7.4 Document Engineering
The technological shift to multimedia environments affects the coding and structure of electronic documents. Electronic documents become more complex, They are bestowed with attributes, which form a document description. Also the linguistic text message in an electronic medium is structured and delivered distinctively from the print and paper medium (McArthur, 1987). Texts have stylistic attributes (e.g., used style and fonts), extensional attributes (e.g., name of the author, date of creation), which are also called objective identifiers, and content attributes (e.g., key terms, links), which are called non-objective identifiers (cf. Salton, 1989, p. 276).
These attributes are recognizable by their mark-ups in the document.
Differentstandards for document description allow using the documents and their attributes independent of the hardware and the application software.
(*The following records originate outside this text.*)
//! TwilioClient against an in-process proxy

use std::sync::{Arc, Mutex};

use axum::extract::{Path, State};
use axum::http::StatusCode;
use axum::routing::{get, post};
use axum::{Json, Router};
use calldesk_core::dialer::{CallPhase, Dialer, PollOutcome, PollPolicy};
use calldesk_core::services::MockDeskBackend;
use calldesk_core::telephony::{ProviderStatus, TelephonyProvider, TwilioClient, TwilioConfig};
use serde_json::{Value, json};
use std::time::Duration;

#[derive(Clone, Default)]
struct Recorded {
    bodies: Arc<Mutex<Vec<Value>>>,
    status_sids: Arc<Mutex<Vec<String>>>,
}

async fn initiate(State(recorded): State<Recorded>, Json(body): Json<Value>) -> Json<Value> {
    recorded.bodies.lock().unwrap().push(body);
    Json(json!({
        "success": true,
        "callId": "twilio-42",
        "sid": "CA0123456789abc",
        "timestamp": "2024-03-01T12:00:00Z"
    }))
}

async fn end(State(recorded): State<Recorded>, Json(body): Json<Value>) -> Json<Value> {
    recorded.bodies.lock().unwrap().push(body);
    Json(json!({ "success": true, "message": "Call ended" }))
}

async fn status(State(recorded): State<Recorded>, Path(sid): Path<String>) -> Result<Json<Value>, StatusCode> {
    recorded.status_sids.lock().unwrap().push(sid.clone());
    match sid.as_str() {
        "CA0123456789abc" => Ok(Json(json!({
            "success": true,
            "status": "completed",
            "duration": 42
        }))),
        _ => Err(StatusCode::NOT_FOUND),
    }
}

async fn spawn_proxy() -> (String, Recorded) {
    let recorded = Recorded::default();
    let app = Router::new()
        .route("/api/twilio/call", post(initiate))
        .route("/api/twilio/call/end", post(end))
        .route("/api/twilio/call/:sid", get(status))
        .with_state(recorded.clone());

    let listener = tokio::net::TcpListener::bind("127.0.0.1:0").await.unwrap();
    let addr = listener.local_addr().unwrap();
    tokio::spawn(async move {
        axum::serve(listener, app).await.unwrap();
    });

    (format!("http://{}", addr), recorded)
}

fn config() -> TwilioConfig {
    TwilioConfig {
        account_sid: "AC000000000001".to_string(),
        auth_token: "token-123456".to_string(),
        phone_number: "+15550001111".to_string(),
    }
}

#[tokio::test]
async fn test_initiate_posts_configured_caller_id() {
    let (base_url, recorded) = spawn_proxy().await;
    let client = TwilioClient::new(base_url, config()).unwrap();

    let initiation = client.initiate_call("+15552223333", Some("follow up")).await;
    assert!(initiation.success);
    assert_eq!(initiation.call_id.as_deref(), Some("twilio-42"));
    assert_eq!(initiation.sid.as_deref(), Some("CA0123456789abc"));

    let bodies = recorded.bodies.lock().unwrap();
    assert_eq!(
        bodies[0],
        json!({ "to": "+15552223333", "from": "+15550001111", "notes": "follow up" })
    );
}

#[tokio::test]
async fn test_end_call_sends_sid() {
    let (base_url, recorded) = spawn_proxy().await;
    let client = TwilioClient::new(format!("{}/", base_url), config()).unwrap();

    let result = client.end_call("CA0123456789abc").await;
    assert!(result.success);
    assert_eq!(result.message.as_deref(), Some("Call ended"));
    assert_eq!(
        recorded.bodies.lock().unwrap()[0],
        json!({ "callSid": "CA0123456789abc" })
    );
}

#[tokio::test]
async fn test_status_reports_and_falls_back_on_error() {
    let (base_url, _) = spawn_proxy().await;
    let client = TwilioClient::new(base_url, config()).unwrap();

    let report = client.call_status("CA0123456789abc").await;
    assert_eq!(report.status, ProviderStatus::Completed);
    assert_eq!(report.duration, Some(42));

    // 404 from the proxy yields the mock in-progress report
    let fallback = client.call_status("CAunknown").await;
    assert!(fallback.success);
    assert_eq!(fallback.status, ProviderStatus::InProgress);
    assert!(fallback.duration.is_some_and(|d| d < 300));
}

#[tokio::test]
async fn test_dial_and_follow_through_proxy() {
    let (base_url, _) = spawn_proxy().await;
    let provider = Arc::new(TwilioClient::new(base_url, config()).unwrap());
    let dialer = Dialer::new(provider, Arc::new(MockDeskBackend::instant()));

    let mut placed = dialer.place_call(" +15552223333 ", None).await.unwrap();
    assert_eq!(placed.to, "+15552223333");
    assert_eq!(placed.phase, CallPhase::Connected);

    let policy = PollPolicy {
        interval: Duration::from_millis(10),
        window: Duration::from_secs(2),
    };
    let outcome = dialer.follow(&mut placed, policy).await;
    assert!(matches!(
        outcome,
        Some(PollOutcome::Settled { status: ProviderStatus::Completed, .. })
    ));
    assert_eq!(placed.phase, CallPhase::Completed);
}

#[tokio::test]
async fn test_status_sid_stays_one_path_segment() {
    let (base_url, recorded) = spawn_proxy().await;
    let client = TwilioClient::new(base_url, config()).unwrap();

    let report = client.call_status("../end").await;
    assert_eq!(report.status, ProviderStatus::InProgress);

    assert_eq!(*recorded.status_sids.lock().unwrap(), vec!["../end".to_string()]);
    assert!(recorded.bodies.lock().unwrap().is_empty());
}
Examples of such standards are SGML (Standard Generalized Mark-up Language) and HTML (HyperText Markup Language). The use of such mark-ups greatly benefits the accessibility of the information contained in and attached to the documents.
Despite the appeal and promise of such an approach, one must be aware of its limits among which the complexity and cost of assigning the mark-ups.
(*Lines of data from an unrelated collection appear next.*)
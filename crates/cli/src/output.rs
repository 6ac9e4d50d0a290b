//! Output formatting

use clap::ValueEnum;
use colored::{ColoredString, Colorize};
use serde::Serialize;
use tabled::settings::Style;
use tabled::{Table, Tabled};

use calldesk_core::models::{AgentStatus, CallStatus, PresenceStatus, QueuePriority};

#[derive(Debug, Clone, Copy, ValueEnum)]
pub enum OutputFormat {
    Table,
    Json,
}

impl OutputFormat {
    /// Print `data` as JSON, or run `table` to render the human view
    pub fn print<T: Serialize>(&self, data: &T, table: impl FnOnce(&T) -> String) -> anyhow::Result<()> {
        match self {
            OutputFormat::Json => println!("{}", serde_json::to_string_pretty(data)?),
            OutputFormat::Table => println!("{}", table(data)),
        }
        Ok(())
    }

    pub fn is_table(&self) -> bool {
        matches!(self, OutputFormat::Table)
    }
}

pub fn table<R: Tabled>(rows: impl IntoIterator<Item = R>) -> String {
    Table::new(rows).with(Style::rounded()).to_string()
}

#[derive(Tabled)]
struct Field {
    #[tabled(rename = "Field")]
    name: String,
    #[tabled(rename = "Value")]
    value: String,
}

/// Two-column key/value table
pub fn fields<K: Into<String>>(pairs: impl IntoIterator<Item = (K, String)>) -> String {
    table(pairs.into_iter().map(|(name, value)| Field {
        name: name.into(),
        value,
    }))
}

pub fn heading(title: &str) -> String {
    title.bold().to_string()
}

pub fn call_status(status: CallStatus) -> ColoredString {
    match status {
        CallStatus::Active => status.label().green(),
        CallStatus::Waiting => status.label().yellow(),
        CallStatus::Ended => status.label().normal(),
        CallStatus::Missed => status.label().red(),
    }
}

pub fn agent_status(status: AgentStatus) -> ColoredString {
    match status {
        AgentStatus::Available => status.label().green(),
        AgentStatus::OnCall => status.label().blue(),
        AgentStatus::Break => status.label().yellow(),
        AgentStatus::Offline => status.label().dimmed(),
    }
}

pub fn presence(status: PresenceStatus) -> ColoredString {
    match status {
        PresenceStatus::Available => status.label().green(),
        PresenceStatus::Busy => status.label().red(),
        PresenceStatus::Break => status.label().yellow(),
        PresenceStatus::Offline => status.label().dimmed(),
    }
}

pub fn priority(priority: QueuePriority) -> ColoredString {
    match priority {
        QueuePriority::High => priority.label().red(),
        QueuePriority::Medium => priority.label().yellow(),
        QueuePriority::Low => priority.label().green(),
    }
}

pub fn success(message: &str) -> String {
    format!("{} {}", "✓".green(), message)
}

pub fn failure(message: &str) -> String {
    format!("{} {}", "✗".red(), message)
}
The creation of current and future electronic documents is sometimes compared with the creation of software (Walker, 1989). Hence, the term document engineering is in use. Creation of electronic documents is a complex task. Compared to the field of software engineering there is a clear need for modularity, abstraction, and consistency. Objective identifiers, such as authors’ names, publisher’s names, and publication date, in general pose no dispute about how to assign them. When mark-ups regard content attributes (e.g., key terms and hypertext links), one must be aware of costly and sometimes subjective and inconsistent attribution of these attributes. The intellectual assignment of content mark-up is considered as a form of manual indexing (Croft et al., 1990). Multiple studies indicate that manual indexing is inconsistent and subjective (Beghtol, 1986; Collantes, 1995).
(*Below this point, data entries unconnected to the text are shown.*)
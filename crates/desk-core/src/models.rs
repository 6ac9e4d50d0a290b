//! # Dashboard Record Types
//!
//! Typed records for everything the dashboard displays: call history,
//! the agent roster, aggregate call metrics, and the payloads returned by
//! the remote services (queue snapshot, agent presence, call reports).
//!
//! All records serialize with camelCase field names so they round-trip
//! through the same JSON shape the dashboard front end consumes.
//!
//! Call records reference agents by free-text name (`Call::agent`), not by
//! identifier. Nothing here enforces that the name exists in the roster;
//! see [`crate::data::MockDataStore::unlinked_calls`] for detecting gaps.

use std::fmt;
use std::str::FromStr;

use chrono::{DateTime, Utc};
use serde::{Deserialize, Serialize};

use crate::error::{CallDeskError, Result};

/// Call lifecycle status as shown in the call history
#[derive(Debug, Clone, Copy, PartialEq, Eq, Hash, Serialize, Deserialize)]
#[serde(rename_all = "lowercase")]
pub enum CallStatus {
    Active,
    Waiting,
    Ended,
    Missed,
}

impl CallStatus {
    pub const ALL: [CallStatus; 4] = [
        CallStatus::Active,
        CallStatus::Waiting,
        CallStatus::Ended,
        CallStatus::Missed,
    ];

    pub fn as_str(&self) -> &'static str {
        match self {
            CallStatus::Active => "active",
            CallStatus::Waiting => "waiting",
            CallStatus::Ended => "ended",
            CallStatus::Missed => "missed",
        }
    }

    /// Display label ("Active", "Waiting", ...)
    pub fn label(&self) -> &'static str {
        match self {
            CallStatus::Active => "Active",
            CallStatus::Waiting => "Waiting",
            CallStatus::Ended => "Ended",
            CallStatus::Missed => "Missed",
        }
    }

    /// Whether the call is still live (no duration recorded yet)
    pub fn is_live(&self) -> bool {
        matches!(self, CallStatus::Active | CallStatus::Waiting)
    }
}

impl fmt::Display for CallStatus {
    fn fmt(&self, f: &mut fmt::Formatter<'_>) -> fmt::Result {
        f.write_str(self.as_str())
    }
}

impl FromStr for CallStatus {
    type Err = CallDeskError;

    fn from_str(s: &str) -> Result<Self> {
        match s.trim().to_ascii_lowercase().as_str() {
            "active" => Ok(CallStatus::Active),
            "waiting" => Ok(CallStatus::Waiting),
            "ended" => Ok(CallStatus::Ended),
            "missed" => Ok(CallStatus::Missed),
            other => Err(CallDeskError::validation(format!("Unknown call status: {}", other))),
        }
    }
}

/// Call direction
#[derive(Debug, Clone, Copy, PartialEq, Eq, Hash, Serialize, Deserialize)]
#[serde(rename_all = "lowercase")]
pub enum CallDirection {
    Inbound,
    Outbound,
}

impl CallDirection {
    pub fn as_str(&self) -> &'static str {
        match self {
            CallDirection::Inbound => "inbound",
            CallDirection::Outbound => "outbound",
        }
    }
}

impl fmt::Display for CallDirection {
    fn fmt(&self, f: &mut fmt::Formatter<'_>) -> fmt::Result {
        f.write_str(self.as_str())
    }
}

impl FromStr for CallDirection {
    type Err = CallDeskError;

    fn from_str(s: &str) -> Result<Self> {
        match s.trim().to_ascii_lowercase().as_str() {
            "inbound" => Ok(CallDirection::Inbound),
            "outbound" => Ok(CallDirection::Outbound),
            other => Err(CallDeskError::validation(format!("Unknown call direction: {}", other))),
        }
    }
}

/// One inbound or outbound phone interaction
#[derive(Debug, Clone, PartialEq, Serialize, Deserialize)]
#[serde(rename_all = "camelCase")]
pub struct Call {
    pub id: String,
    /// Caller display name
    pub caller: String,
    pub caller_number: String,
    /// Assigned agent, by name
    pub agent: Option<String>,
    pub timestamp: DateTime<Utc>,
    /// Seconds; `None` while the call is active or waiting
    pub duration: Option<u32>,
    pub status: CallStatus,
    pub direction: CallDirection,
    #[serde(default, skip_serializing_if = "Option::is_none")]
    pub notes: Option<String>,
}

impl Call {
    /// Check the duration/status invariant: duration is absent exactly
    /// when the call is still live.
    pub fn validate(&self) -> Result<()> {
        match (self.status.is_live(), self.duration) {
            (true, Some(d)) => Err(CallDeskError::validation(format!(
                "call {} is {} but has a duration of {}s",
                self.id, self.status, d
            ))),
            (false, None) => Err(CallDeskError::validation(format!(
                "call {} is {} but has no duration",
                self.id, self.status
            ))),
            _ => Ok(()),
        }
    }
}

/// Agent availability as shown in the roster
#[derive(Debug, Clone, Copy, PartialEq, Eq, Hash, Serialize, Deserialize)]
#[serde(rename_all = "kebab-case")]
pub enum AgentStatus {
    Available,
    OnCall,
    Break,
    Offline,
}

impl AgentStatus {
    pub fn as_str(&self) -> &'static str {
        match self {
            AgentStatus::Available => "available",
            AgentStatus::OnCall => "on-call",
            AgentStatus::Break => "break",
            AgentStatus::Offline => "offline",
        }
    }

    pub fn label(&self) -> &'static str {
        match self {
            AgentStatus::Available => "Available",
            AgentStatus::OnCall => "On Call",
            AgentStatus::Break => "Break",
            AgentStatus::Offline => "Offline",
        }
    }
}

impl fmt::Display for AgentStatus {
    fn fmt(&self, f: &mut fmt::Formatter<'_>) -> fmt::Result {
        f.write_str(self.as_str())
    }
}

/// Call-center staff member
#[derive(Debug, Clone, PartialEq, Serialize, Deserialize)]
#[serde(rename_all = "camelCase")]
pub struct Agent {
    pub id: String,
    pub name: String,
    pub email: String,
    pub status: AgentStatus,
    pub extension: String,
    pub active_calls: u32,
    pub total_calls: u32,
    #[serde(default, skip_serializing_if = "Option::is_none")]
    pub avatar: Option<String>,
}

/// Call count for one hour of the day
#[derive(Debug, Clone, Copy, PartialEq, Eq, Serialize, Deserialize)]
pub struct HourlyVolume {
    pub hour: u8,
    pub count: u32,
}

/// Aggregate dashboard counters
#[derive(Debug, Clone, PartialEq, Serialize, Deserialize)]
#[serde(rename_all = "camelCase")]
pub struct CallMetrics {
    pub total_calls: u32,
    pub answered_calls: u32,
    pub missed_calls: u32,
    /// Seconds
    pub avg_wait_time: u32,
    /// Seconds
    pub avg_call_duration: u32,
    pub calls_per_hour: Vec<HourlyVolume>,
}

impl CallMetrics {
    /// Answered calls as a rounded percentage of the total
    pub fn answered_percent(&self) -> u32 {
        percent(self.answered_calls, self.total_calls)
    }

    /// Hour with the highest volume, earliest on ties
    pub fn busiest_hour(&self) -> Option<HourlyVolume> {
        self.calls_per_hour
            .iter()
            .copied()
            .reduce(|best, h| if h.count > best.count { h } else { best })
    }
}

/// Caller priority in the waiting queue
#[derive(Debug, Clone, Copy, PartialEq, Eq, PartialOrd, Ord, Hash, Serialize, Deserialize)]
#[serde(rename_all = "lowercase")]
pub enum QueuePriority {
    Low,
    Medium,
    High,
}

impl QueuePriority {
    pub fn label(&self) -> &'static str {
        match self {
            QueuePriority::Low => "Low",
            QueuePriority::Medium => "Medium",
            QueuePriority::High => "High",
        }
    }
}

/// Caller currently waiting in the queue
#[derive(Debug, Clone, PartialEq, Serialize, Deserialize)]
#[serde(rename_all = "camelCase")]
pub struct QueueItem {
    pub id: u32,
    pub caller_name: String,
    pub phone_number: String,
    /// Seconds spent waiting
    pub wait_time: u32,
    pub priority: QueuePriority,
    pub timestamp: DateTime<Utc>,
}

/// Agent presence as reported by the backend service
#[derive(Debug, Clone, Copy, PartialEq, Eq, Hash, Serialize, Deserialize)]
#[serde(rename_all = "lowercase")]
pub enum PresenceStatus {
    Available,
    Busy,
    Offline,
    Break,
}

impl PresenceStatus {
    pub fn label(&self) -> &'static str {
        match self {
            PresenceStatus::Available => "Available",
            PresenceStatus::Busy => "Busy",
            PresenceStatus::Offline => "Offline",
            PresenceStatus::Break => "On Break",
        }
    }
}

#[derive(Debug, Clone, PartialEq, Serialize, Deserialize)]
#[serde(rename_all = "camelCase")]
pub struct AgentStatusData {
    pub id: u32,
    pub name: String,
    pub status: PresenceStatus,
    pub active_calls: u32,
    pub last_activity: DateTime<Utc>,
}

#[derive(Debug, Clone, PartialEq, Serialize, Deserialize)]
#[serde(rename_all = "camelCase")]
pub struct AgentCallSummary {
    pub agent_name: String,
    pub calls: u32,
    /// Seconds
    pub avg_duration: u32,
}

/// Call report summary
#[derive(Debug, Clone, PartialEq, Serialize, Deserialize)]
#[serde(rename_all = "camelCase")]
pub struct CallReport {
    pub total_calls: u32,
    pub answered_calls: u32,
    pub missed_calls: u32,
    pub avg_wait_time: u32,
    pub avg_call_duration: u32,
    /// Hour of day, 0-23
    pub peak_hour: u8,
    pub calls_by_agent: Vec<AgentCallSummary>,
}

impl CallReport {
    pub fn answered_percent(&self) -> u32 {
        percent(self.answered_calls, self.total_calls)
    }

    pub fn missed_percent(&self) -> u32 {
        percent(self.missed_calls, self.total_calls)
    }
}

/// Result of recording an outbound call with the backend
#[derive(Debug, Clone, PartialEq, Serialize, Deserialize)]
#[serde(rename_all = "camelCase")]
pub struct CallRecord {
    pub success: bool,
    pub call_id: u32,
    pub timestamp: DateTime<Utc>,
}

fn percent(part: u32, total: u32) -> u32 {
    if total == 0 {
        return 0;
    }
    ((part as f64 / total as f64) * 100.0).round() as u32
}

#[cfg(test)]
mod tests {
    use super::*;

    fn call(status: CallStatus, duration: Option<u32>) -> Call {
        Call {
            id: "c1".to_string(),
            caller: "Jane Cooper".to_string(),
            caller_number: "+1 (555) 123-4567".to_string(),
            agent: None,
            timestamp: Utc::now(),
            duration,
            status,
            direction: CallDirection::Inbound,
            notes: None,
        }
    }

    #[test]
    fn test_duration_invariant() {
        assert!(call(CallStatus::Active, None).validate().is_ok());
        assert!(call(CallStatus::Waiting, None).validate().is_ok());
        assert!(call(CallStatus::Ended, Some(62)).validate().is_ok());
        assert!(call(CallStatus::Missed, Some(0)).validate().is_ok());

        assert!(call(CallStatus::Active, Some(437)).validate().is_err());
        assert!(call(CallStatus::Ended, None).validate().is_err());
    }

    #[test]
    fn test_status_parsing() {
        assert_eq!("Active".parse::<CallStatus>().unwrap(), CallStatus::Active);
        assert_eq!("missed".parse::<CallStatus>().unwrap(), CallStatus::Missed);
        assert!("ringing".parse::<CallStatus>().is_err());
        assert_eq!("OUTBOUND".parse::<CallDirection>().unwrap(), CallDirection::Outbound);
    }

    #[test]
    fn test_wire_names() {
        assert_eq!(serde_json::to_string(&AgentStatus::OnCall).unwrap(), "\"on-call\"");
        assert_eq!(serde_json::to_string(&CallStatus::Waiting).unwrap(), "\"waiting\"");

        let json = serde_json::to_value(call(CallStatus::Ended, Some(10))).unwrap();
        assert!(json.get("callerNumber").is_some());
        assert!(json.get("notes").is_none());
    }

    #[test]
    fn test_percentages() {
        let metrics = CallMetrics {
            total_calls: 47,
            answered_calls: 42,
            missed_calls: 5,
            avg_wait_time: 28,
            avg_call_duration: 195,
            calls_per_hour: vec![
                HourlyVolume { hour: 10, count: 8 },
                HourlyVolume { hour: 11, count: 12 },
                HourlyVolume { hour: 12, count: 12 },
            ],
        };
        assert_eq!(metrics.answered_percent(), 89);
        assert_eq!(metrics.busiest_hour().unwrap().hour, 11);

        let empty = CallMetrics { total_calls: 0, calls_per_hour: vec![], ..metrics };
        assert_eq!(empty.answered_percent(), 0);
        assert!(empty.busiest_hour().is_none());
    }
}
“Interindexer consistency” exhibits a direct positive influence upon retrieval effectiveness (paper of Leonard cited in Ellis, Furner, & Willett, 1996). Yet, we don’t have many studies about “interlinker consistency”.A study of Ellis, Furner-Hines, and Willett (1 994) shows little similarity between the link-sets inserted by different persons in a set of full-text documents. These authors were not able to prove a positive relationship between inter-linker
consistency and navigational effectiveness in hypertext systems (Ellis et al., 1996). The problem might be alleviated when the text writer acts as a document engineer and is responsible for assignment of content attributes and links. In this way, the writer of text defines possible text uses and navigation between texts (cf. Barrett, 1989; Frants, Shapiro, Voiskunskii, 1997, p. 137). Moreover, the document engineering is not always cost effective, especially when dealing with heterogeneous material such as text content. Because of a better accessibility of the information through document mark-ups, time is gained when searching information. However, extra time is needed to accurately assign mark-ups.
Hence, the document engineer could use some extra automatic support for assigning content attributes to texts at the time of document creation (Alschuler, 1989; Wright & Lickorish, 1989; Brown, Foote, Jones, Sparck Jones, & Young, 1995). Especially for large active document collections, such as news texts, intended for a heterogeneous audience, this might be beneficial (Allen, 1990).